What the courts have previously held. The cases that upheld the practice of fiduciaries keeping float stated that under normal concepts of property law, float was not a plan asset. Therefore, trustees did not engage in self-dealing when they kept the float. Those decisions might have come out differently if there were different language in the provider’s services agreement treating float as a plan asset.
Monitoring float practices. If float is not treated as a plan asset, the self-dealing claims in the new lawsuit should be rejected. However, even if the plan sponsor is paying plan fees, it is advisable for fiduciaries to know how much float the trustee or other provider is keeping, and the circumstances under which float arises and is retained.
Here are some issues to consider:
· The fact that the trustee will retain float income and relevant details should be disclosed in the services agreement and the Section 408b-2 disclosure.

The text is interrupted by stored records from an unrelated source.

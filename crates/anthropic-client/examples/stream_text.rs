use anthropic_client::prelude::*;
use futures::StreamExt as _;

#[tokio::main(flavor = "current_thread")]
async fn main() -> Result<(), Error> {
    let client = Client::from_env()?;
    let request = MessagesRequest::new("claude-sonnet-4-5", 1024)
        .system("Reply to test streaming.")
        .user("Stream a greeting.");

    let mut text = Box::pin(client.stream_messages(&request).await?.into_text());
    while let Some(fragment) = text.next().await {
        match fragment {
            Ok(piece) => print!("{piece}"),
            Err(error) => eprintln!("stream error: {error}"),
        }
    }
    println!();
    Ok(())
}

FAB 2002-3 says that relevant information includes the earnings rate and an estimate of anticipated income. However, many providers do not provide estimates in their disclosures, apparently taking the position that the float compensation is notpredictable. Fiduciaries may need to ask follow up questions to get the information they need to monitor float, and to have the retained float reported to them.
· The amount of float income is partly a factor of the amount of time the cash is held uninvested or undistributed because a check remains uncashed. Fiduciaries can ask for the trustees’ policy or procedures regarding float to make sure that this period is not prolonged unnecessarily. Fiduciaries may want their agreements to specify a maximum number of days in which cash contributions could be held in a cash account prior to investment.

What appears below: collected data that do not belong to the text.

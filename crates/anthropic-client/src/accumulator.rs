//! Incremental response assembly.
//!
//! [`MessageAccumulator`] is a pure reducer: it folds one wire event at a
//! time into a growing response and performs no I/O and no timing. All
//! temporal behavior (timeouts, cancellation) lives in the stream layer.

use crate::errors::Error;
use crate::events::{ContentDelta, StreamEvent};
use crate::message::{ContentBlock, Message};

/// One content block mid-assembly.
///
/// Tool-use blocks buffer their raw `input_json_delta` fragments here until
/// `content_block_stop` parses the concatenation into a structured value.
#[derive(Debug, Clone)]
struct BlockState {
    block: ContentBlock,
    pending_input: String,
    closed: bool,
}

/// Folds wire events into a response, one event at a time.
///
/// Replaying the same event sequence from a fresh accumulator always produces
/// the same final message.
#[derive(Debug, Default)]
pub struct MessageAccumulator {
    message: Option<Message>,
    blocks: Vec<BlockState>,
    terminal: bool,
}

impl MessageAccumulator {
    /// Creates an empty accumulator.
    pub fn new() -> Self {
        Self::default()
    }

    /// Returns true once the terminal `message_stop` event has been applied.
    pub fn is_terminal(&self) -> bool {
        self.terminal
    }

    /// Applies one wire event.
    ///
    /// Lifecycle violations (a delta for a closed or never-started block, a
    /// non-contiguous start index) are fatal [`Error::Protocol`] failures; an
    /// embedded `error` event becomes [`Error::Stream`].
    pub fn apply(&mut self, event: &StreamEvent) -> Result<(), Error> {
        match event {
            StreamEvent::MessageStart { message } => {
                let mut header = message.clone();
                header.content.clear();
                header.stop_reason = None;
                header.stop_sequence = None;
                self.message = Some(header);
                self.blocks.clear();
                self.terminal = false;
                Ok(())
            }
            StreamEvent::ContentBlockStart {
                index,
                content_block,
            } => {
                // Indices are server-assigned and contiguous from 0; a gap or
                // a rewind is a protocol violation, never padded over.
                if *index != self.blocks.len() {
                    return Err(Error::protocol(format!(
                        "content_block_start index {index} out of order (expected {})",
                        self.blocks.len()
                    )));
                }
                self.blocks.push(BlockState {
                    block: content_block.clone(),
                    pending_input: String::new(),
                    closed: false,
                });
                Ok(())
            }
            StreamEvent::ContentBlockDelta { index, delta } => {
                let state = self.open_block_mut(*index, "content_block_delta")?;
                apply_delta(state, delta, *index)
            }
            StreamEvent::ContentBlockStop { index } => {
                let state = self.open_block_mut(*index, "content_block_stop")?;
                if !state.pending_input.is_empty() {
                    let input: serde_json::Value = serde_json::from_str(&state.pending_input)
                        .map_err(|e| {
                            Error::decode(format!(
                                "tool input for block {index} is not valid JSON: {e}"
                            ))
                        })?;
                    set_block_input(&mut state.block, input);
                    state.pending_input.clear();
                } else if block_takes_input(&state.block) {
                    set_block_input(&mut state.block, serde_json::json!({}));
                }
                state.closed = true;
                Ok(())
            }
            StreamEvent::MessageDelta { delta, usage } => {
                let message = self
                    .message
                    .as_mut()
                    .ok_or_else(|| Error::protocol("message_delta before message_start"))?;
                if delta.stop_reason.is_some() {
                    message.stop_reason = delta.stop_reason.clone();
                }
                if delta.stop_sequence.is_some() {
                    message.stop_sequence = delta.stop_sequence.clone();
                }
                if delta.container.is_some() {
                    message.container = delta.container.clone();
                }
                if let Some(usage) = usage {
                    usage.apply_to(&mut message.usage);
                }
                Ok(())
            }
            StreamEvent::MessageStop => {
                self.terminal = true;
                Ok(())
            }
            StreamEvent::Error { error } => Err(error.clone().into()),
            StreamEvent::Ping | StreamEvent::Unknown => Ok(()),
        }
    }

    /// Finalizes the accumulator into a complete [`Message`].
    ///
    /// Only valid after `message_stop` with every started block stopped;
    /// partial state is never returned. An open block at the terminal
    /// boundary would otherwise smuggle its placeholder tool input out as
    /// final.
    pub fn finish(self) -> Result<Message, Error> {
        if !self.terminal {
            return Err(Error::protocol(
                "stream not terminal: message_stop not observed",
            ));
        }
        if let Some(index) = self.blocks.iter().position(|state| !state.closed) {
            return Err(Error::protocol(format!(
                "message_stop with block {index} still open (missing content_block_stop)"
            )));
        }
        let mut message = self
            .message
            .ok_or_else(|| Error::protocol("message_stop without message_start"))?;
        message.content = self.blocks.into_iter().map(|state| state.block).collect();
        Ok(message)
    }

    fn open_block_mut(&mut self, index: usize, what: &str) -> Result<&mut BlockState, Error> {
        let len = self.blocks.len();
        let state = self
            .blocks
            .get_mut(index)
            .ok_or_else(|| Error::protocol(format!("{what} for unstarted index {index} ({len} blocks)")))?;
        if state.closed {
            return Err(Error::protocol(format!(
                "{what} for index {index} after its content_block_stop"
            )));
        }
        Ok(state)
    }
}

fn apply_delta(state: &mut BlockState, delta: &ContentDelta, index: usize) -> Result<(), Error> {
    match delta {
        ContentDelta::TextDelta { text } => match &mut state.block {
            ContentBlock::Text { text: existing } => {
                existing.push_str(text);
                Ok(())
            }
            block => Err(delta_mismatch("text_delta", block, index)),
        },
        ContentDelta::ThinkingDelta { thinking } => match &mut state.block {
            ContentBlock::Thinking {
                thinking: existing, ..
            } => {
                existing.push_str(thinking);
                Ok(())
            }
            block => Err(delta_mismatch("thinking_delta", block, index)),
        },
        ContentDelta::SignatureDelta { signature } => match &mut state.block {
            ContentBlock::Thinking {
                signature: existing,
                ..
            } => {
                *existing = signature.clone();
                Ok(())
            }
            block => Err(delta_mismatch("signature_delta", block, index)),
        },
        ContentDelta::InputJsonDelta { partial_json } => {
            if !block_takes_input(&state.block) {
                return Err(delta_mismatch("input_json_delta", &state.block, index));
            }
            state.pending_input.push_str(partial_json);
            Ok(())
        }
        ContentDelta::Unknown => Ok(()),
    }
}

fn delta_mismatch(delta_kind: &str, block: &ContentBlock, index: usize) -> Error {
    Error::protocol(format!(
        "{delta_kind} does not apply to block {block:?} at index {index}"
    ))
}

fn block_takes_input(block: &ContentBlock) -> bool {
    matches!(
        block,
        ContentBlock::ToolUse { .. }
            | ContentBlock::McpToolUse { .. }
            | ContentBlock::ServerToolUse { .. }
    )
}

fn set_block_input(block: &mut ContentBlock, value: serde_json::Value) {
    match block {
        ContentBlock::ToolUse { input, .. }
        | ContentBlock::McpToolUse { input, .. }
        | ContentBlock::ServerToolUse { input, .. } => *input = value,
        _ => {}
    }
}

· Even if the provider’s fees are paid by the plan sponsor, if the amount of retained float income is consistently higher than expected, it may be appropriate to renegotiate compensation.

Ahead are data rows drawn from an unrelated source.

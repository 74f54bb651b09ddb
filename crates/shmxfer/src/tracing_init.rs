use std::{fs::File, path::PathBuf};

use rustix::process::getpid;
use tracing_subscriber::{
    EnvFilter, layer::SubscriberExt, util::SubscriberInitExt,
};

use crate::cli::Args;

pub fn init_tracing(args: &Args) -> std::io::Result<()> {
    let common = args.common();

    if common.stderr_log {
        let env_filter = EnvFilter::try_from_default_env()
            .unwrap_or_else(|_| EnvFilter::new("info"));

        tracing_subscriber::registry()
            .with(env_filter)
            .with(
                tracing_subscriber::fmt::layer()
                    .with_writer(std::io::stderr)
                    .with_target(false),
            )
            .init();
        return Ok(());
    }

    let log_path = common.log_path.clone().unwrap_or_else(|| {
        let pid = getpid().as_raw_nonzero();
        PathBuf::from(format!("/tmp/shmxfer-{}-{pid}.log", args.role_name()))
    });
    let file = File::create(log_path)?;

    let env_filter = EnvFilter::try_from_default_env()
        .unwrap_or_else(|_| EnvFilter::new("info"));

    tracing_subscriber::registry()
        .with(env_filter)
        .with(
            tracing_subscriber::fmt::layer()
                .with_writer(file)
                .with_ansi(false)
                .with_target(false),
        )
        .init();
    Ok(())
}
use std::fmt;

use rustix::fs::Mode;
use serde::{Deserialize, Serialize};
use snafu::ensure;

use crate::error::{FileNameTooLongSnafu, Result, XferError};

/// Capacity of the shared buffer, and therefore the largest chunk.
pub const CHUNK_CAPACITY: usize = 1000;

/// File names must be strictly shorter than this many bytes.
pub const MAX_FILE_NAME_LEN: usize = 100;

/// Project id handed to ftok alongside the marker path.
pub const KEY_DISCRIMINANT: u8 = b'a';

/// Well-known marker both roles derive the channel key from.
pub const DEFAULT_KEY_FILE: &str = "keyfile.txt";
pub const KEY_FILE_CONTENTS: &[u8] = b"Hello world";

/// Largest encoded control message. A maximal file name plus CBOR framing
/// stays well below this.
pub const MAX_CONTROL_PAYLOAD: usize = 256;

pub const RW_MODE: Mode = Mode::from_bits_retain(0o600);

/// Discriminant used for selective receipt on the control channel.
#[repr(i64)]
#[derive(Debug, Clone, Copy, PartialEq, Eq, Hash)]
pub enum MessageKind {
    DataReady = 1,
    DataAck = 2,
    FileNameTransfer = 3,
}

impl MessageKind {
    /// Value placed in the System V `mtype` field.
    #[inline]
    pub const fn mtype(self) -> libc::c_long {
        self as libc::c_long
    }
}

/// A name short enough to travel in a single control message.
#[derive(Debug, Clone, PartialEq, Eq, Serialize, Deserialize)]
#[serde(try_from = "String", into = "String")]
pub struct FileName(String);

impl FileName {
    pub fn new(name: impl Into<String>) -> Result<Self> {
        let name = name.into();
        ensure!(
            name.len() < MAX_FILE_NAME_LEN,
            FileNameTooLongSnafu {
                len: name.len(),
                max: MAX_FILE_NAME_LEN,
            }
        );
        Ok(Self(name))
    }

    pub fn as_str(&self) -> &str {
        &self.0
    }
}

impl TryFrom<String> for FileName {
    type Error = XferError;

    fn try_from(name: String) -> Result<Self> {
        Self::new(name)
    }
}

impl From<FileName> for String {
    fn from(name: FileName) -> Self {
        name.0
    }
}

impl fmt::Display for FileName {
    fn fmt(&self, f: &mut fmt::Formatter<'_>) -> fmt::Result {
        f.write_str(&self.0)
    }
}

/// Everything that travels over the control channel. There is no version
/// field: both ends have to be built from the same source.
#[derive(Debug, Clone, PartialEq, Eq, Serialize, Deserialize)]
#[serde(tag = "type")]
pub enum ControlMessage {
    FileNameTransfer { name: FileName },
    /// `size` bytes of the shared buffer are valid. Zero ends the stream.
    DataReady { size: usize },
    DataAck,
}

impl ControlMessage {
    pub const END_OF_STREAM: Self = Self::DataReady { size: 0 };

    pub const fn kind(&self) -> MessageKind {
        match self {
            Self::FileNameTransfer { .. } => MessageKind::FileNameTransfer,
            Self::DataReady { .. } => MessageKind::DataReady,
            Self::DataAck => MessageKind::DataAck,
        }
    }

    pub const fn is_end_of_stream(&self) -> bool {
        matches!(self, Self::DataReady { size: 0 })
    }
}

· Certain actions or inaction by plan fiduciaries can increase the float. For example, a delay in giving instructions regarding investment of contributions may increase the amount of time the cash is held in the float account. In addition, if plan records are not up to date and many distribution checks remain un-cashed because they are not sent to the current address that may result in the cash being held in the float account until the check becomes stale. (Finding addresses for these payees will also reduce the risk of audit problems).
Regardless of whether plaintiffs prevail in this new litigation, plan fiduciaries can protect themselves if they understand the details of their provider’s float policies and practices.